[[ Working data open ]]
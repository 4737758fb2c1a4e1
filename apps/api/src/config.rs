use anyhow::{Context, Result};

/// Application configuration loaded from environment variables.
/// Every variable has a default suitable for a local Ollama install.
#[derive(Debug, Clone)]
pub struct Config {
    /// Base URL of the local inference server, e.g. `http://localhost:11434`.
    pub ollama_base_url: String,
    /// Name of the served model.
    pub ollama_model: String,
    /// Per-call timeout in seconds. Local models can be slow on long prompts.
    pub llm_timeout_secs: u64,
    pub port: u16,
    pub rust_log: String,
}

impl Config {
    pub fn from_env() -> Result<Self> {
        dotenvy::dotenv().ok(); // load .env if present; ignore if missing

        Ok(Config {
            ollama_base_url: env_or("OLLAMA_BASE_URL", "http://localhost:11434"),
            ollama_model: env_or("OLLAMA_MODEL", "llama3.3"),
            llm_timeout_secs: env_or("LLM_TIMEOUT_SECS", "180")
                .parse::<u64>()
                .context("LLM_TIMEOUT_SECS must be a number of seconds")?,
            port: env_or("PORT", "8080")
                .parse::<u16>()
                .context("PORT must be a valid port number")?,
            rust_log: env_or("RUST_LOG", "info"),
        })
    }
}

fn env_or(key: &str, default: &str) -> String {
    std::env::var(key).unwrap_or_else(|_| default.to_string())
}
[[ Working data closed ]]
The response must be an exact reproduction of all the entries.

repository 4737758fb2c1a4e1
filename apps/api/src/config.rs
use anyhow::{Context, Result};

/// Application configuration loaded from environment variables.
/// Every variable has a default suitable for a local Ollama install.
#[derive(Debug, Clone)]
pub struct Config {
    /// Base URL of the local inference server, e.g. `http://localhost:11434`.
    pub ollama_base_url: String,
    /// Name of the served model.
    pub ollama_model: String,
    /// Per-call timeout in seconds. Local models can be slow on long prompts.
    pub llm_timeout_secs: u64,
    pub port: u16,
    pub rust_log: String,
}

impl Config {
    pub fn from_env() -> Result<Self> {
        dotenvy::dotenv().ok(); // load .env if present; ignore if missing

        Ok(Config {
            ollama_base_url: env_or("OLLAMA_BASE_URL", "http://localhost:11434"),
            ollama_model: env_or("OLLAMA_MODEL", "llama3.3"),
            llm_timeout_secs: env_or("LLM_TIMEOUT_SECS", "180")
                .parse::<u64>()
                .context("LLM_TIMEOUT_SECS must be a number of seconds")?,
            port: env_or("PORT", "8080")
                .parse::<u16>()
                .context("PORT must be a valid port number")?,
            rust_log: env_or("RUST_LOG", "info"),
        })
    }
}

fn env_or(key: &str, default: &str) -> String {
    std::env::var(key).unwrap_or_else(|_| default.to_string())
}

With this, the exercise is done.